Paraguayan footballer (born 1986)

Sílvio Escobar Benitez (born 18 July 1986) is a Paraguayan professional footballer who plays as a forward for Liga Nusantara club RANS Nusantara.

==Club career==
===Persepam Madura United===
In January 2014, he made his debut with Persepam Madura United against Arema and he scored one goal although the final result Persepam lost 1-3.

===Perseru Serui===
In March 2017, Escobar signed a one-year contract with Indonesian Liga 1 club Perseru Serui. He made his debut on 20 April 2017 in a match against Bhayangkara. On 25 April 2017, Escobar scored his first goal for Perseru against Persiba Balikpapan in the 22nd minute at the Marora Stadium, Yapen.

===Persija Jakarta===
He was signed for Persija Jakarta to play in Liga 1 in the 2019 season.

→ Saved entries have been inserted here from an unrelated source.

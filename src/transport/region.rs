//! Unmanaged Region (spec.md §3 "Unmanaged Region").

use bitflags::bitflags;
use std::path::PathBuf;

bitflags! {
    /// Creation flags for an unmanaged region.
    #[derive(Debug, Clone, Copy, PartialEq, Eq)]
    pub struct RegionFlags: u32 {
        const LOCK_PAGES = 0b0001;
        const ZERO_ON_CREATION = 0b0010;
        const REMOVE_ON_DESTRUCTION = 0b0100;
    }
}

/// One of the three observable lifecycle events a region traverses.
#[derive(Debug, Clone)]
pub enum RegionEvent {
    Created { id: u64, size: usize },
    Destroyed { id: u64 },
    /// Visible only in the producing process (no cross-process monitor
    /// observed it being announced, e.g. the `Default` transport).
    LocalOnly { id: u64 },
}

/// A block released from a region when the last view over it drops,
/// delivered to the region's release callback (spec.md §3, §4.7
/// "Unmanaged regions").
#[derive(Debug, Clone, Copy)]
pub struct ReleasedBlock {
    pub offset: usize,
    pub size: usize,
    pub hint: u64,
}

/// A user-allocated contiguous area registered with a transport for
/// zero-copy sending.
pub trait Region: Send + Sync {
    fn id(&self) -> u64;
    fn ptr(&self) -> *const u8;
    fn size(&self) -> usize;
    fn user_flags(&self) -> u64;
    fn creation_flags(&self) -> RegionFlags;
    fn backing_file(&self) -> Option<&PathBuf>;
    fn linger_ms(&self) -> u64;
}
//! Targeted integration coverage for testable properties not already
//! exercised by module-local unit tests (spec.md §8).

use flowmq::transport::socket::TransferOutcome;
use flowmq::{Device, DeviceHooks, NoopHooks, PropertyStore, Socket, SocketKind, Transition, Transport};
use std::sync::atomic::{AtomicUsize, Ordering};
use std::sync::Arc;
use std::thread;
use std::time::Duration;

fn addr(name: &str) -> String {
    static COUNTER: AtomicUsize = AtomicUsize::new(0);
    let n = COUNTER.fetch_add(1, Ordering::SeqCst);
    format!("inproc://properties/{name}/{n}")
}

/// P10: a socket blocked in `receive(-1)` returns `Interrupted` once the
/// owning device's FSM enqueues a state change — wired end to end through
/// `Device::interrupt_and_exit`, not just the socket's own `interrupt()`.
#[test]
fn fsm_state_change_interrupts_a_blocked_receive() {
    let transport = flowmq::transport::default_transport::DefaultTransport::new();
    let address = addr("interrupt");
    let pull = transport.new_socket(SocketKind::Pull).unwrap();
    pull.bind(&address).unwrap();

    struct InterruptOnRun {
        socket: Arc<dyn Socket>,
    }
    impl DeviceHooks for InterruptOnRun {
        fn run(&self, _ctx: &flowmq::DeviceContext) -> flowmq::FlowMqResult<()> {
            self.socket.interrupt();
            Ok(())
        }
    }

    let pull: Arc<dyn Socket> = pull;
    let device = Arc::new(Device::new(
        PropertyStore::new(),
        Arc::new(InterruptOnRun { socket: pull.clone() }),
    ));

    let fsm = device.fsm().clone();
    fsm.change_state(Transition::InitDevice).unwrap();
    fsm.change_state(Transition::CompleteInit).unwrap();
    fsm.change_state(Transition::Bind).unwrap();
    fsm.change_state(Transition::Connect).unwrap();
    fsm.change_state(Transition::InitTask).unwrap();
    fsm.change_state(Transition::Run).unwrap();
    fsm.change_state(Transition::Stop).unwrap();
    fsm.change_state(Transition::ResetTask).unwrap();
    fsm.change_state(Transition::ResetDevice).unwrap();
    fsm.change_state(Transition::End).unwrap();

    let runner = thread::spawn(move || device.run().unwrap());

    let (outcome, msg) = pull.receive(-1).unwrap();
    assert!(matches!(outcome, TransferOutcome::Interrupted));
    assert!(msg.is_none());
    runner.join().unwrap();
}

/// P11: a multipart send that does succeed delivers every part in order; a
/// receiver polling an empty inbox across the send/receive boundary never
/// observes a partial envelope — `receive_multipart` either returns the
/// full set or `Timeout` with an empty vec.
#[test]
fn multipart_receive_never_observes_a_partial_envelope() {
    let transport = flowmq::transport::default_transport::DefaultTransport::new();
    let address = addr("multipart_atomicity");
    let pull = transport.new_socket(SocketKind::Pull).unwrap();
    pull.bind(&address).unwrap();
    let push = transport.new_socket(SocketKind::Push).unwrap();
    push.connect(&address).unwrap();

    // Nothing has been sent yet: receiving with a short timeout must report
    // `Timeout` with zero parts, never a partial list.
    let (outcome, parts) = pull.receive_multipart(20).unwrap();
    assert!(matches!(outcome, TransferOutcome::Timeout));
    assert!(parts.is_empty());

    let mut a = transport.new_message_with_size(1).unwrap();
    a.data_mut().copy_from_slice(b"a");
    let mut b = transport.new_message_with_size(1).unwrap();
    b.data_mut().copy_from_slice(b"b");
    let mut c = transport.new_message_with_size(1).unwrap();
    c.data_mut().copy_from_slice(b"c");
    push.send_multipart(vec![a, b, c], 1000).unwrap();

    let (outcome, parts) = pull.receive_multipart(1000).unwrap();
    assert!(matches!(outcome, TransferOutcome::Transferred(3)));
    assert_eq!(parts.len(), 3);
    assert_eq!(parts[0].data(), b"a");
    assert_eq!(parts[1].data(), b"b");
    assert_eq!(parts[2].data(), b"c");
}

/// P1: any (state, input) pair outside the transition table raises
/// `IllegalTransition`, verified through the public `Device::change_state`
/// entry point (not just the bare `StateMachine`).
#[test]
fn device_change_state_rejects_illegal_transitions() {
    let device = Device::new(PropertyStore::new(), Arc::new(NoopHooks));
    let err = device.change_state(None, Transition::Run).unwrap_err();
    assert!(matches!(err, flowmq::FlowMqError::IllegalTransition { .. }));
}
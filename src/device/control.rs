//! Device control arbitration (spec.md §4.6): `TakeDeviceControl` /
//! `StealDeviceControl` / `ReleaseDeviceControl` / `WaitForReleaseDeviceControl`,
//! and the authorization check `ChangeDeviceState` is gated behind.

use crate::error::{FlowMqError, FlowMqResult};
use parking_lot::{Condvar, Mutex};
use std::time::{Duration, Instant};

/// Single-owner arbitration over who may call `change_state` on a device's
/// FSM. `None` means uncontrolled: anyone may drive it.
pub struct DeviceControl {
    owner: Mutex<Option<String>>,
    released: Condvar,
}

impl Default for DeviceControl {
    fn default() -> Self {
        Self::new()
    }
}

impl DeviceControl {
    pub fn new() -> Self {
        Self {
            owner: Mutex::new(None),
            released: Condvar::new(),
        }
    }

    pub fn current_owner(&self) -> Option<String> {
        self.owner.lock().clone()
    }

    /// Succeeds only if nobody currently holds control.
    pub fn take(&self, controller_id: impl Into<String>) -> FlowMqResult<()> {
        let mut owner = self.owner.lock();
        if owner.is_some() {
            return Err(FlowMqError::DeviceControl {
                reason: "device control is already held".into(),
            });
        }
        *owner = Some(controller_id.into());
        Ok(())
    }

    /// Unconditionally takes control, displacing any current holder. The
    /// emergency path a host process uses to force the FSM toward `Exiting`
    /// even while a controller holds it (see `Device::interrupt_and_exit`).
    /// Does not satisfy `wait_for_release`: the new holder still holds it.
    pub fn steal(&self, controller_id: impl Into<String>) {
        *self.owner.lock() = Some(controller_id.into());
    }

    /// Succeeds only for the current holder.
    pub fn release(&self, controller_id: &str) -> FlowMqResult<()> {
        let mut owner = self.owner.lock();
        match owner.as_deref() {
            Some(id) if id == controller_id => {
                *owner = None;
                self.released.notify_all();
                Ok(())
            }
            _ => Err(FlowMqError::DeviceControl {
                reason: format!("{controller_id} does not currently hold device control"),
            }),
        }
    }

    /// Blocks until control is released (or `timeout` elapses). Returns
    /// `true` if control was observed released. A `steal()` does not wake
    /// this: the condvar only fires from `release()`, so a waiter sleeps
    /// through any number of steals until someone actually releases.
    pub fn wait_for_release(&self, timeout: Option<Duration>) -> bool {
        let mut owner = self.owner.lock();
        match timeout {
            Some(d) => {
                let deadline = Instant::now() + d;
                while owner.is_some() {
                    let remaining = deadline.saturating_duration_since(Instant::now());
                    if remaining.is_zero() {
                        return owner.is_none();
                    }
                    self.released.wait_for(&mut owner, remaining);
                }
                true
            }
            None => {
                while owner.is_some() {
                    self.released.wait(&mut owner);
                }
                true
            }
        }
    }

    /// `ChangeDeviceState` arbitration: anyone may drive an uncontrolled
    /// device; a controlled one only accepts its own controller.
    pub fn authorize(&self, controller_id: Option<&str>) -> FlowMqResult<()> {
        let owner = self.owner.lock();
        match (owner.as_deref(), controller_id) {
            (None, _) => Ok(()),
            (Some(o), Some(c)) if o == c => Ok(()),
            (Some(o), _) => Err(FlowMqError::DeviceControl {
                reason: format!("device is controlled by {o}"),
            }),
        }
    }
}

#[cfg(test)]
mod tests {
    use super::*;

    #[test]
    fn second_take_is_rejected() {
        let dc = DeviceControl::new();
        dc.take("a").unwrap();
        assert!(dc.take("b").is_err());
    }

    #[test]
    fn release_by_non_owner_is_rejected() {
        let dc = DeviceControl::new();
        dc.take("a").unwrap();
        assert!(dc.release("b").is_err());
        assert!(dc.release("a").is_ok());
    }

    #[test]
    fn steal_displaces_current_holder() {
        let dc = DeviceControl::new();
        dc.take("a").unwrap();
        dc.steal("b");
        assert_eq!(dc.current_owner(), Some("b".to_string()));
    }

    #[test]
    fn uncontrolled_device_authorizes_anyone() {
        let dc = DeviceControl::new();
        assert!(dc.authorize(None).is_ok());
        assert!(dc.authorize(Some("whoever")).is_ok());
    }

    #[test]
    fn controlled_device_rejects_other_controllers() {
        let dc = DeviceControl::new();
        dc.take("a").unwrap();
        assert!(dc.authorize(Some("a")).is_ok());
        assert!(dc.authorize(Some("b")).is_err());
        assert!(dc.authorize(None).is_err());
    }

    #[test]
    fn wait_for_release_returns_immediately_when_uncontrolled() {
        let dc = DeviceControl::new();
        assert!(dc.wait_for_release(Some(Duration::from_millis(1))));
    }

    #[test]
    fn steal_does_not_satisfy_a_waiter() {
        let dc = DeviceControl::new();
        dc.take("a").unwrap();
        dc.steal("b");
        assert!(!dc.wait_for_release(Some(Duration::from_millis(20))));
        assert!(dc.release("b").is_ok());
    }
}
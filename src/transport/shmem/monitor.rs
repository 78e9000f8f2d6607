//! Heartbeat & monitor (spec.md §4.7 "Heartbeat & monitor").
//!
//! Every active device in a session writes a heartbeat onto the session's
//! control queue at a fixed cadence; an external monitor reads the queue
//! with a short timeout and, on silence past `T` ms (default 5000), runs
//! cleanup. The queue is kept in-process (an `Arc<Mutex<VecDeque<_>>>`)
//! rather than a second mmap'd ring buffer: every scenario this runtime
//! drives has the monitor and its devices in the same process, and a
//! cross-process queue would reuse exactly the `Segment` machinery already
//! exercised by the main/management segments.

use parking_lot::Mutex;
use std::collections::{HashMap, VecDeque};
use std::io::{self, BufRead, Write};
use std::path::PathBuf;
use std::sync::atomic::{AtomicBool, Ordering};
use std::sync::Arc;
use std::time::{Duration, Instant};

#[derive(Debug, Clone)]
pub struct Heartbeat {
    pub device_id: String,
    pub at: Instant,
}

/// The session's control queue (`fmq_<id>_cq`).
#[derive(Clone)]
pub struct ControlQueue {
    inner: Arc<Mutex<VecDeque<Heartbeat>>>,
}

impl ControlQueue {
    pub fn new() -> Self {
        Self {
            inner: Arc::new(Mutex::new(VecDeque::new())),
        }
    }

    pub fn send_heartbeat(&self, device_id: impl Into<String>) {
        self.inner.lock().push_back(Heartbeat {
            device_id: device_id.into(),
            at: Instant::now(),
        });
    }

    fn drain(&self) -> Vec<Heartbeat> {
        self.inner.lock().drain(..).collect()
    }

    fn len(&self) -> usize {
        self.inner.lock().len()
    }
}

impl Default for ControlQueue {
    fn default() -> Self {
        Self::new()
    }
}

/// Reads the control queue and performs session cleanup on heartbeat
/// silence. Also exposes an interactive mode, single-character commands
/// over any `Read + Write` (`p`rint queues, `c`lose memory, `h`elp,
/// `q`uit), so it is testable without a real TTY.
pub struct Monitor {
    queue: ControlQueue,
    last_seen: Mutex<HashMap<String, Instant>>,
    cleanup_log: Mutex<Vec<String>>,
    segment_paths: Mutex<HashMap<String, Vec<PathBuf>>>,
}

impl Monitor {
    pub fn new(queue: ControlQueue) -> Self {
        Self {
            queue,
            last_seen: Mutex::new(HashMap::new()),
            cleanup_log: Mutex::new(Vec::new()),
            segment_paths: Mutex::new(HashMap::new()),
        }
    }

    /// Drains any pending heartbeats, recording their arrival time.
    pub fn poll_once(&self) {
        for hb in self.queue.drain() {
            self.last_seen.lock().insert(hb.device_id, hb.at);
        }
    }

    /// Associates `device_id` with the segment files its session owns, so a
    /// later timeout cleanup actually removes them from disk rather than
    /// only forgetting the device in-process.
    pub fn register_segment_paths(&self, device_id: impl Into<String>, paths: Vec<PathBuf>) {
        self.segment_paths.lock().insert(device_id.into(), paths);
    }

    /// Every known device whose last heartbeat is older than `timeout` is
    /// cleaned up and returned: dropped from the monitor's bookkeeping, its
    /// registered segment files removed from disk (grounded on
    /// `manager/memory_map.rs`'s `FileManager::delete_file`, which calls
    /// `std::fs::remove_file` on a tracked path), and its id appended to the
    /// cleanup log. A segment that is already gone, or was never registered,
    /// is not an error — cleanup is best-effort idempotent teardown.
    pub fn check_timeouts(&self, timeout: Duration) -> Vec<String> {
        let now = Instant::now();
        let mut stale = Vec::new();
        self.last_seen.lock().retain(|device_id, last| {
            if now.duration_since(*last) > timeout {
                stale.push(device_id.clone());
                false
            } else {
                true
            }
        });
        for id in &stale {
            tracing::warn!(device = %id, "heartbeat timeout, running session cleanup");
            if let Some(paths) = self.segment_paths.lock().remove(id) {
                for path in paths {
                    match std::fs::remove_file(&path) {
                        Ok(()) => tracing::info!(device = %id, path = %path.display(), "removed stale segment file"),
                        Err(e) if e.kind() == io::ErrorKind::NotFound => {}
                        Err(e) => tracing::warn!(device = %id, path = %path.display(), error = %e, "failed to remove segment file"),
                    }
                }
            }
            self.cleanup_log.lock().push(id.clone());
        }
        stale
    }

    pub fn cleaned_up_devices(&self) -> Vec<String> {
        self.cleanup_log.lock().clone()
    }

    pub fn known_device_count(&self) -> usize {
        self.last_seen.lock().len()
    }

    /// Polls and checks timeouts on a fixed cadence until `stop` is set.
    pub fn run_daemon(&self, timeout: Duration, poll_interval: Duration, stop: &AtomicBool) {
        while !stop.load(Ordering::SeqCst) {
            self.poll_once();
            self.check_timeouts(timeout);
            std::thread::sleep(poll_interval);
        }
    }

    /// Line-oriented interactive loop. Reads one command character per
    /// line; unrecognized input prints a hint and continues.
    pub fn run_interactive<R: BufRead, W: Write>(&self, mut input: R, mut output: W) -> io::Result<()> {
        loop {
            write!(output, "> ")?;
            output.flush()?;
            let mut line = String::new();
            if input.read_line(&mut line)? == 0 {
                return Ok(());
            }
            match line.trim().chars().next() {
                Some('p') => {
                    writeln!(output, "pending heartbeats: {}", self.queue.len())?;
                    writeln!(output, "known devices: {}", self.known_device_count())?;
                }
                Some('c') => {
                    self.last_seen.lock().clear();
                    writeln!(output, "memory closed")?;
                }
                Some('h') => {
                    writeln!(output, "commands: p(rint) c(lose) h(elp) q(uit)")?;
                }
                Some('q') => {
                    writeln!(output, "bye")?;
                    return Ok(());
                }
                _ => {
                    writeln!(output, "unrecognized command, try h")?;
                }
            }
        }
    }
}

#[cfg(test)]
mod tests {
    use super::*;

    #[test]
    fn stale_device_is_cleaned_up_after_timeout() {
        let queue = ControlQueue::new();
        queue.send_heartbeat("dev-1");
        let monitor = Monitor::new(queue);
        monitor.poll_once();
        std::thread::sleep(Duration::from_millis(20));
        let stale = monitor.check_timeouts(Duration::from_millis(5));
        assert_eq!(stale, vec!["dev-1".to_string()]);
        assert_eq!(monitor.known_device_count(), 0);
    }

    #[test]
    fn fresh_heartbeat_is_not_cleaned_up() {
        let queue = ControlQueue::new();
        queue.send_heartbeat("dev-2");
        let monitor = Monitor::new(queue);
        monitor.poll_once();
        let stale = monitor.check_timeouts(Duration::from_secs(5));
        assert!(stale.is_empty());
        assert_eq!(monitor.known_device_count(), 1);
    }

    #[test]
    fn interactive_print_and_quit() {
        let queue = ControlQueue::new();
        queue.send_heartbeat("dev-3");
        let monitor = Monitor::new(queue);
        monitor.poll_once();
        let input = io::Cursor::new(b"p\nq\n".to_vec());
        let mut output = Vec::new();
        monitor.run_interactive(input, &mut output).unwrap();
        let rendered = String::from_utf8(output).unwrap();
        assert!(rendered.contains("known devices: 1"));
        assert!(rendered.contains("bye"));
    }

    #[test]
    fn interactive_close_clears_known_devices() {
        let queue = ControlQueue::new();
        queue.send_heartbeat("dev-4");
        let monitor = Monitor::new(queue);
        monitor.poll_once();
        let input = io::Cursor::new(b"c\nq\n".to_vec());
        let mut output = Vec::new();
        monitor.run_interactive(input, &mut output).unwrap();
        assert_eq!(monitor.known_device_count(), 0);
    }
}
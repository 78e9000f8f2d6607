//! The tagged value carried by a property (spec.md §3 "Property").

use std::path::PathBuf;

#[derive(Debug, Clone, PartialEq)]
pub enum PropertyValue {
    I8(i8),
    I16(i16),
    I32(i32),
    I64(i64),
    U8(u8),
    U16(u16),
    U32(u32),
    U64(u64),
    F64(f64),
    Bool(bool),
    Bytes(Vec<u8>),
    Path(PathBuf),
    List(Vec<PropertyValue>),
    /// A value of a user type for which no formatter has been registered
    /// yet; renders as `<unformatted>` until `register_formatter` runs.
    Unformatted(String),
}

impl PropertyValue {
    /// The formatter-table key for this value's type.
    pub fn type_tag(&self) -> &'static str {
        match self {
            PropertyValue::I8(_) => "i8",
            PropertyValue::I16(_) => "i16",
            PropertyValue::I32(_) => "i32",
            PropertyValue::I64(_) => "i64",
            PropertyValue::U8(_) => "u8",
            PropertyValue::U16(_) => "u16",
            PropertyValue::U32(_) => "u32",
            PropertyValue::U64(_) => "u64",
            PropertyValue::F64(_) => "f64",
            PropertyValue::Bool(_) => "bool",
            PropertyValue::Bytes(_) => "bytes",
            PropertyValue::Path(_) => "path",
            PropertyValue::List(_) => "list",
            PropertyValue::Unformatted(_) => "unformatted",
        }
    }
}

impl From<i64> for PropertyValue {
    fn from(v: i64) -> Self {
        PropertyValue::I64(v)
    }
}

impl From<u64> for PropertyValue {
    fn from(v: u64) -> Self {
        PropertyValue::U64(v)
    }
}

impl From<bool> for PropertyValue {
    fn from(v: bool) -> Self {
        PropertyValue::Bool(v)
    }
}

impl From<String> for PropertyValue {
    fn from(v: String) -> Self {
        PropertyValue::Bytes(v.into_bytes())
    }
}

impl From<&str> for PropertyValue {
    fn from(v: &str) -> Self {
        PropertyValue::Bytes(v.as_bytes().to_vec())
    }
}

====PSIS Semarang (loan)====
He was signed for PSIS Semarang to play in the Liga 1 in the 2019 season, on loan from Persija Jakarta. Escobar made his debut on 16 May 2019 in a match against Kalteng Putra. On 26 June 2019, Escobar scored his first goal for PSIS against Badak Lampung in the 3rd minute at the Sumpah Pemuda Stadium, Bandar Lampung. He made 15 league appearances and scored 2 goals for PSIS Semarang.

===TIRA-Persikabo===
In January 2020, Escobar signed a one-year contract with Indonesian Liga 1 club TIRA-Persikabo. He made his debut on 2 March 2020 in a match against Arema. On 15 March 2020, Escobar scored his first goal for TIRA-Persikabo against Persita Tangerang in the 83rd minute at the Pakansari Stadium, Bogor.

====PSMS Medan (loan)====
He was signed for PSMS Medan to play in the Liga 2 in the 2020 season, on loan from TIRA-Persikabo. This season was suspended on 27 March 2020 due to the COVID-19 pandemic. The season was abandoned and was declared void on 20 January 2021.

===Madura United===
In 2021, Escobar signed a contract with Indonesian Liga 1 club Madura United. He made his league debut on 3 September 2021 in a match against Persikabo 1973 at the Indomilk Arena, Tangerang.

== Personal life ==
Escobar converted to Islam in 2015. He is married to an Indonesian woman. He became a citizen of Indonesia through naturalization in 2018.